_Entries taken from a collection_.
──────
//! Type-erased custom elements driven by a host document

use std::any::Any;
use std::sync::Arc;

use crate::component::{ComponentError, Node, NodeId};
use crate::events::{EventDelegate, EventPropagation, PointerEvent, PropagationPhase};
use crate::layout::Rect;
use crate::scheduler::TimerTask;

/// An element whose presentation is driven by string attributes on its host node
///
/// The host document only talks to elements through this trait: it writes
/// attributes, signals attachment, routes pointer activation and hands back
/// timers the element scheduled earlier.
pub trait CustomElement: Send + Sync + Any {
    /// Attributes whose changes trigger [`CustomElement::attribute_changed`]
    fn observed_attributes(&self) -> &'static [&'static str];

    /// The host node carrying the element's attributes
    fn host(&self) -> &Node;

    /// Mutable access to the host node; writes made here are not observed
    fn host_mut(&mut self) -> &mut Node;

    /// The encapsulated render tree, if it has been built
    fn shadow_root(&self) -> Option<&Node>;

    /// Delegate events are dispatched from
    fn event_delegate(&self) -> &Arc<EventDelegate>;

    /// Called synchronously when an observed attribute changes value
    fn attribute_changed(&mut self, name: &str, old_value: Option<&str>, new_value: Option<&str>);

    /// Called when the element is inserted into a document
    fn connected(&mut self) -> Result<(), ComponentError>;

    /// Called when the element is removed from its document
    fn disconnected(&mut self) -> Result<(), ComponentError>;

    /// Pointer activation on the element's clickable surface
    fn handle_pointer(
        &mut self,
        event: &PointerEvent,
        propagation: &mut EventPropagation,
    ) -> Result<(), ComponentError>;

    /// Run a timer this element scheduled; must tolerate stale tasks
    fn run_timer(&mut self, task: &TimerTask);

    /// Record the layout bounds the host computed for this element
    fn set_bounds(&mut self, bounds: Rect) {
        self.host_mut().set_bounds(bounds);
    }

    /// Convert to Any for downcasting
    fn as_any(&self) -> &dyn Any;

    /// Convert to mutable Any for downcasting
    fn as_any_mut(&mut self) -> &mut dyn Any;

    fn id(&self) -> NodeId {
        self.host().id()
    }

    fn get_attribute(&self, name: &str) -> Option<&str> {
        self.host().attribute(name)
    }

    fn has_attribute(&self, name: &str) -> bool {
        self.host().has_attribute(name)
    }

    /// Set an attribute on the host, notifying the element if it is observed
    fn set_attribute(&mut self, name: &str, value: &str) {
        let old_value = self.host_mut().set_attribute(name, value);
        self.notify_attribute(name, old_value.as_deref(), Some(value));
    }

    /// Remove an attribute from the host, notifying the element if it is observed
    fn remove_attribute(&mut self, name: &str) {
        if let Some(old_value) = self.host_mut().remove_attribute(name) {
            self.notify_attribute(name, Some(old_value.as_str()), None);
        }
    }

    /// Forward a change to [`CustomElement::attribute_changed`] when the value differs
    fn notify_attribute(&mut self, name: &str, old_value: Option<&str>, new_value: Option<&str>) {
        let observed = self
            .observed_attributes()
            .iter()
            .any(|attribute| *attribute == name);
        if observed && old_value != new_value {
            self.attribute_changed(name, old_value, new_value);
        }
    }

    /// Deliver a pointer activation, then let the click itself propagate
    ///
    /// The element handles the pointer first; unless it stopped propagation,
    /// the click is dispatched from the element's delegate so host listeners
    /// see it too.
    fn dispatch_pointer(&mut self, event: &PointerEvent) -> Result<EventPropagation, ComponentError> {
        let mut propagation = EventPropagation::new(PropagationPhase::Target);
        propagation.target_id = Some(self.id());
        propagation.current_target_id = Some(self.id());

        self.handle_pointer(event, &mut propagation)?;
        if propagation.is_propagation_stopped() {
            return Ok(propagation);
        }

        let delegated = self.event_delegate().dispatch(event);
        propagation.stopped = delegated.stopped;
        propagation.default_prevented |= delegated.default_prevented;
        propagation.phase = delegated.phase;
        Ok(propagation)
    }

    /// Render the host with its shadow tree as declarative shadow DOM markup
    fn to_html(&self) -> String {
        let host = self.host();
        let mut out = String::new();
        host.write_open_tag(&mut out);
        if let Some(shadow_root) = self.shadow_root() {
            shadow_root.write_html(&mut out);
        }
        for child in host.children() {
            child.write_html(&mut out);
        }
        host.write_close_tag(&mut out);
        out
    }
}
──────
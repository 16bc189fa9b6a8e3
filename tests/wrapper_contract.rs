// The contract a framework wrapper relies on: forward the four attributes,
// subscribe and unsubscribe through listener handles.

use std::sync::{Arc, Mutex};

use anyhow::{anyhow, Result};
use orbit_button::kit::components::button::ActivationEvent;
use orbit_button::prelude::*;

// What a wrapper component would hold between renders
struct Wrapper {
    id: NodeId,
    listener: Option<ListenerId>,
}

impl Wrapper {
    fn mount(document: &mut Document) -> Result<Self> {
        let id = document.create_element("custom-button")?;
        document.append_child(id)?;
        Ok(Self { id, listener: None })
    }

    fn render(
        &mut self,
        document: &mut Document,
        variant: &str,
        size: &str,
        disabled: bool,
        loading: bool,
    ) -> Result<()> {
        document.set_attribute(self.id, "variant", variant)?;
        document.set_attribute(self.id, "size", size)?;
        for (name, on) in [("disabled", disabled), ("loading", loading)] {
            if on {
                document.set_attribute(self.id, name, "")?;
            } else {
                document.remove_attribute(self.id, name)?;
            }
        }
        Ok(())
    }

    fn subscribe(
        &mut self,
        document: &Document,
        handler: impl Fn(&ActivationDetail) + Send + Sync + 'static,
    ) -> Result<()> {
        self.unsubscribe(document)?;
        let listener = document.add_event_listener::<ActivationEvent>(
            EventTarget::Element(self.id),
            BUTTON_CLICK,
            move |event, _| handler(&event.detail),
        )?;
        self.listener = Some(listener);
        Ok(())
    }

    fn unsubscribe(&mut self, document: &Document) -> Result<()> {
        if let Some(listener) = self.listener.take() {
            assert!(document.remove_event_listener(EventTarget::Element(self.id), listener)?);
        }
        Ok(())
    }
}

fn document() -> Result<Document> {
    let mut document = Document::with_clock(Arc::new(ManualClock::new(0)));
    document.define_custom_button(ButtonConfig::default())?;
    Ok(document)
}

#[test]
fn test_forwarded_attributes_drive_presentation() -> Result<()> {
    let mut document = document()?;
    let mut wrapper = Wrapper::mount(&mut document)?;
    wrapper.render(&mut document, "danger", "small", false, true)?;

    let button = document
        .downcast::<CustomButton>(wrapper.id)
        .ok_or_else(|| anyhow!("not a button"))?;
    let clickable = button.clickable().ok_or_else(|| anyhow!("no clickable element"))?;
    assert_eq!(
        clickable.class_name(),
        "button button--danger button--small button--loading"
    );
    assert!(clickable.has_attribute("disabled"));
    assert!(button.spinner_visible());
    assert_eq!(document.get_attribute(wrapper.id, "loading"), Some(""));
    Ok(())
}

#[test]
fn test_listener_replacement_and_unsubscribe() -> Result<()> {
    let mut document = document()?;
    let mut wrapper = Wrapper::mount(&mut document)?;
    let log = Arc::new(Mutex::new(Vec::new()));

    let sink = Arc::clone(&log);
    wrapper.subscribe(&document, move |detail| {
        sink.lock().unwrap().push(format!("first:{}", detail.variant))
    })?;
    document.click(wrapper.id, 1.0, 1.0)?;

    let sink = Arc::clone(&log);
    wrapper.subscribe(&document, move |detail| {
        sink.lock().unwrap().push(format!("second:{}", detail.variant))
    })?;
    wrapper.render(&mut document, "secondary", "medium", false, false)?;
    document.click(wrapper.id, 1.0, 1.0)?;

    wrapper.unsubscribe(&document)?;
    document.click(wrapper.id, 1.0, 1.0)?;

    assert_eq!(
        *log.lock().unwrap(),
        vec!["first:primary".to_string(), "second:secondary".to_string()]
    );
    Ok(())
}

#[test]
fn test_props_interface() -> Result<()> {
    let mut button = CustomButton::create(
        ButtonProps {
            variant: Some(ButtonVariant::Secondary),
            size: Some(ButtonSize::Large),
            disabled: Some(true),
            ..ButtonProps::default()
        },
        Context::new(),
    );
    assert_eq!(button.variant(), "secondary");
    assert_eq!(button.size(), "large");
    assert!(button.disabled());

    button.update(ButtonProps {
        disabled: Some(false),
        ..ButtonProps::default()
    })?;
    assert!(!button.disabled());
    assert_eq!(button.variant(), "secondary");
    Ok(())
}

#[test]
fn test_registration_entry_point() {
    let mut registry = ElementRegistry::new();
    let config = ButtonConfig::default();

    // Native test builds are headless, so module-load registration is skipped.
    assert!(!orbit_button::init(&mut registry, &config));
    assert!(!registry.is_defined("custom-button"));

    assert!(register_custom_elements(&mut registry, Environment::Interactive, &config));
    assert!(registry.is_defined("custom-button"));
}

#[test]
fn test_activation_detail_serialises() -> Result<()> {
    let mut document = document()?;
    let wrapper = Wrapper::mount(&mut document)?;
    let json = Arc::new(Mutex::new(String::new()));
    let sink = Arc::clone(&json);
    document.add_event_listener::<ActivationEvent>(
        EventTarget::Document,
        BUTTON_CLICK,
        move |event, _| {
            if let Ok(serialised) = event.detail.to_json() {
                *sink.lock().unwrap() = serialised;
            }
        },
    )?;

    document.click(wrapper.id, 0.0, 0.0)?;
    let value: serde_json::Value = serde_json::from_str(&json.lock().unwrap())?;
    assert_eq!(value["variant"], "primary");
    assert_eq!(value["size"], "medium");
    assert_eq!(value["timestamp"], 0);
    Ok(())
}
──────
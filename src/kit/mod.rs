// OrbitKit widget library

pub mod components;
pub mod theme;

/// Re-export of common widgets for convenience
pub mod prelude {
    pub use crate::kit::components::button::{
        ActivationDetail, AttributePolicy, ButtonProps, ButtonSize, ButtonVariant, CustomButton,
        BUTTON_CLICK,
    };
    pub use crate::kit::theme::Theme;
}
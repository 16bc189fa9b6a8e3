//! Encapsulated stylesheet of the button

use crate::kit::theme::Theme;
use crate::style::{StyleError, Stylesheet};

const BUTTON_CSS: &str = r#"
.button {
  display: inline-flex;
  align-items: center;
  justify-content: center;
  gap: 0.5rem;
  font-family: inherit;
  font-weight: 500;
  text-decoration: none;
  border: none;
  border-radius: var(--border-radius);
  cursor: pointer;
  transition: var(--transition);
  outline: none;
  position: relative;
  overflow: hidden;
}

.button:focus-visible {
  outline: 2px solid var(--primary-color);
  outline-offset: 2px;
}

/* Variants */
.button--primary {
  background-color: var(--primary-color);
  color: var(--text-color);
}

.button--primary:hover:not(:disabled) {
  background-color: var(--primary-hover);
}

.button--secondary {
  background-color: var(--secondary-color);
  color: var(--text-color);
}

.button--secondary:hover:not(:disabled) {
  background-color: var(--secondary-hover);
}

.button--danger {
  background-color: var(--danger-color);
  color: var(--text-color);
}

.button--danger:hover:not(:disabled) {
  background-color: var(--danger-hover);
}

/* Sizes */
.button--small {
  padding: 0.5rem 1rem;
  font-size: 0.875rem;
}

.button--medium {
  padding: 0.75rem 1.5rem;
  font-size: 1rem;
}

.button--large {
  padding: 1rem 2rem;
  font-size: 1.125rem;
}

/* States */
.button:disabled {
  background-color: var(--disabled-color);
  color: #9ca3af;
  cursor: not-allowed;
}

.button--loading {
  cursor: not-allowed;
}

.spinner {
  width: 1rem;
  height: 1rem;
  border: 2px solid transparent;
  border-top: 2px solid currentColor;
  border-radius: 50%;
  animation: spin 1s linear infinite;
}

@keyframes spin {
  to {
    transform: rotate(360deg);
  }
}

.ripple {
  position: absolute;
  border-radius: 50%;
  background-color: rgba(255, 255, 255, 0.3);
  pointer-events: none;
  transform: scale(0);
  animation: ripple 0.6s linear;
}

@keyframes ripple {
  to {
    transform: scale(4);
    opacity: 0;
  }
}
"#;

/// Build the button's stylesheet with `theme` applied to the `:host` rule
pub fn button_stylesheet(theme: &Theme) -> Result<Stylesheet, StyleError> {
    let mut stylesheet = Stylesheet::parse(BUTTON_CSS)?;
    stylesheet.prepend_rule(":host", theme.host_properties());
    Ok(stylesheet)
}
──────
In the data, how many lines include the string "whose"? Reply with only that number.

_Answer box_.
2